What needs to be done: Track down every line below that holds "repository" and copy it.

[Start of section]

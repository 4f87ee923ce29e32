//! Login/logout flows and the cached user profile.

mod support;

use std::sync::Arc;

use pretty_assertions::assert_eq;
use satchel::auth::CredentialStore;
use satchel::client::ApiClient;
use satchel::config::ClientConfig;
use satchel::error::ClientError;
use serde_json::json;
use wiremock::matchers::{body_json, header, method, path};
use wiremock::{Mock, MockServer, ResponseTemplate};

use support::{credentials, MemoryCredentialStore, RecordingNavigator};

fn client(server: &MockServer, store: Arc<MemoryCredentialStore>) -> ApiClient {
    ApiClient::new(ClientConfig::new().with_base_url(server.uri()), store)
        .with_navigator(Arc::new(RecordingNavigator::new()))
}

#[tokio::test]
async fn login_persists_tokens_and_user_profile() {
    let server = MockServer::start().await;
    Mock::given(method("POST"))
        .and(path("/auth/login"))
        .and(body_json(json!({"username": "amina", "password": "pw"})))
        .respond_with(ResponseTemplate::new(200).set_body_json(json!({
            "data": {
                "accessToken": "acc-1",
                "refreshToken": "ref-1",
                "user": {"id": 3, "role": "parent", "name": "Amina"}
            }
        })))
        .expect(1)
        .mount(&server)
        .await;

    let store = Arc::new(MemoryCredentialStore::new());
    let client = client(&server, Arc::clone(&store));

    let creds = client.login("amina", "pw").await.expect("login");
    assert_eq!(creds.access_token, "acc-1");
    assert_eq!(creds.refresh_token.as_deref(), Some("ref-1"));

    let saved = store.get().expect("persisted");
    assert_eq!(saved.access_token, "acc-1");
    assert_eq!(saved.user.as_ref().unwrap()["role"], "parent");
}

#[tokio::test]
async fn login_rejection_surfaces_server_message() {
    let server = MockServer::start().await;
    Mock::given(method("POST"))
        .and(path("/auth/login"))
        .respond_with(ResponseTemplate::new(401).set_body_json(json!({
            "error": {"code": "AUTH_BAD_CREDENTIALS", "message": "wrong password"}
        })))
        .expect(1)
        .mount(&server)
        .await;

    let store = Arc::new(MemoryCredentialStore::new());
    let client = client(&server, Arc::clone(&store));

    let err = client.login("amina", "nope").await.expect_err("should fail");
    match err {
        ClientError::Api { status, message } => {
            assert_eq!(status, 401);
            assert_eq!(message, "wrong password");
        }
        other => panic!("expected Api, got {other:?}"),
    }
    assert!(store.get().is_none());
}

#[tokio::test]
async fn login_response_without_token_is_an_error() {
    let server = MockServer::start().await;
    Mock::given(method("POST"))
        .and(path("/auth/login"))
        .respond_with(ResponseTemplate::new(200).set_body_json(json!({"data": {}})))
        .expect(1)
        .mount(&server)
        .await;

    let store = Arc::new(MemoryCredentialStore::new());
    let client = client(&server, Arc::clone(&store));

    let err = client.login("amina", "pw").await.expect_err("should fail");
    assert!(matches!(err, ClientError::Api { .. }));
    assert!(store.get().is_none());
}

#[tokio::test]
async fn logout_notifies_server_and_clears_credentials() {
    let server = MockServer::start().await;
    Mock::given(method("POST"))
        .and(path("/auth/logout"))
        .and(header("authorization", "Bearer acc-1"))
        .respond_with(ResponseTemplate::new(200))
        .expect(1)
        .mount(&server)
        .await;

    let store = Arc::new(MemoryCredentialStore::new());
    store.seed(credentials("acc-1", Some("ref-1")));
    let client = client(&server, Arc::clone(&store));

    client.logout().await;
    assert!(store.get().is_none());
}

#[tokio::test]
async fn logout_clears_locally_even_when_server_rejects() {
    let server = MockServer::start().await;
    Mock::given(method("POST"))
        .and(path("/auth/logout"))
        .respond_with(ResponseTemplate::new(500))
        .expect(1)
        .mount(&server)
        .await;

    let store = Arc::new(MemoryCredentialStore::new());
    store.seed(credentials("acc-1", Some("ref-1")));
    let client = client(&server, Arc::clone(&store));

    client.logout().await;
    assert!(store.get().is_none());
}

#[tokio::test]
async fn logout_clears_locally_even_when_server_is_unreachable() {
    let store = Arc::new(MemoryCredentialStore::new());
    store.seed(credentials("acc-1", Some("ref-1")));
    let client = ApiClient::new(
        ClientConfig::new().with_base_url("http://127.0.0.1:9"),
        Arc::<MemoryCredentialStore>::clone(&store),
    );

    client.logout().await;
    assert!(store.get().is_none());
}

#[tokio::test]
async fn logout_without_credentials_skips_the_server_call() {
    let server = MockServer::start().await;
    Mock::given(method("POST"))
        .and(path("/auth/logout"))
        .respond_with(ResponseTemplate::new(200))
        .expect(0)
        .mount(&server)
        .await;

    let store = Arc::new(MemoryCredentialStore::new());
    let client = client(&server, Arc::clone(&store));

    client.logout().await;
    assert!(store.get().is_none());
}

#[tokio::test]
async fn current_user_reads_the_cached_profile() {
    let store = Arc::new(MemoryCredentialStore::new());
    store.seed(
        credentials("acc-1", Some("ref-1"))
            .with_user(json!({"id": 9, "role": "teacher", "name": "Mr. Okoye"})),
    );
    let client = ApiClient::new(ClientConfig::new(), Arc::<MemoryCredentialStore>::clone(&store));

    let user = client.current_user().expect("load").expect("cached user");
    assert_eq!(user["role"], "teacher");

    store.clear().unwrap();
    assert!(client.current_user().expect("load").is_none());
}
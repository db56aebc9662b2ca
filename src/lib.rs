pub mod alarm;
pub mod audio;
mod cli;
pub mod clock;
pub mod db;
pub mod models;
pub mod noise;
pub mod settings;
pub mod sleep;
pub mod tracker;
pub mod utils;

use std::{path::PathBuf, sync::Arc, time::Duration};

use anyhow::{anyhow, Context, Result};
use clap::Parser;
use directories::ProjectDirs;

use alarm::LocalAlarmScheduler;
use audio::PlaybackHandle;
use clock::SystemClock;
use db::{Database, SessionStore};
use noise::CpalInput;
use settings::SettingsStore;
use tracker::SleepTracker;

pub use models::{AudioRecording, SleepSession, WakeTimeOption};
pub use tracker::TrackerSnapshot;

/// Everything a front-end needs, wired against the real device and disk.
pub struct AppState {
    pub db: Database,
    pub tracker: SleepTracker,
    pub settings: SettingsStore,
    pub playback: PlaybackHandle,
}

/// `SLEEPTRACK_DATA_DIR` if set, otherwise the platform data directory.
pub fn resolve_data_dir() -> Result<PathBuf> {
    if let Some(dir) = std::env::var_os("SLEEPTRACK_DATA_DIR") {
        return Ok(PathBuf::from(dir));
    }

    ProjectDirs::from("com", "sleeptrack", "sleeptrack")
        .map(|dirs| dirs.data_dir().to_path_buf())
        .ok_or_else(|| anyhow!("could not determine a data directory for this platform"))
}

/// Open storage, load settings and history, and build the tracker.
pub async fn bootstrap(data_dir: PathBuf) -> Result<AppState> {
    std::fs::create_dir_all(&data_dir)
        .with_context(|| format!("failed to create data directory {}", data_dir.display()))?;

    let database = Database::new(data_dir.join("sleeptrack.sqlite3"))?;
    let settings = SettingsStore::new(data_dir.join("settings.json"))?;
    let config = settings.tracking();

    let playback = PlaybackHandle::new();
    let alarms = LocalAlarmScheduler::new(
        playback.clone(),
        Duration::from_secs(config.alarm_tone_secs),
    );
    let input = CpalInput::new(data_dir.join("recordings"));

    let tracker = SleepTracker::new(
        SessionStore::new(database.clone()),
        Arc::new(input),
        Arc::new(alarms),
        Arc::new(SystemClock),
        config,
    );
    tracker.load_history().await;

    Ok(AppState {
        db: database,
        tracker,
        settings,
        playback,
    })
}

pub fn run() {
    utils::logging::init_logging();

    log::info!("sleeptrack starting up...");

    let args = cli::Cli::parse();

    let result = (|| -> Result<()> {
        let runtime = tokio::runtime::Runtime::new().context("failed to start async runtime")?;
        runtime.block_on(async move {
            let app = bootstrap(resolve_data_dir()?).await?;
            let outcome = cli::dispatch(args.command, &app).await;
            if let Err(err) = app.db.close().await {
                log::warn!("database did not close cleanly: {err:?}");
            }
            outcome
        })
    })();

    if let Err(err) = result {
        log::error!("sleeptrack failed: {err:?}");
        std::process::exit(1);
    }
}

[End of section]

Output of the task:
repository 4f87ee923ce29e32
repository db56aebc9662b2ca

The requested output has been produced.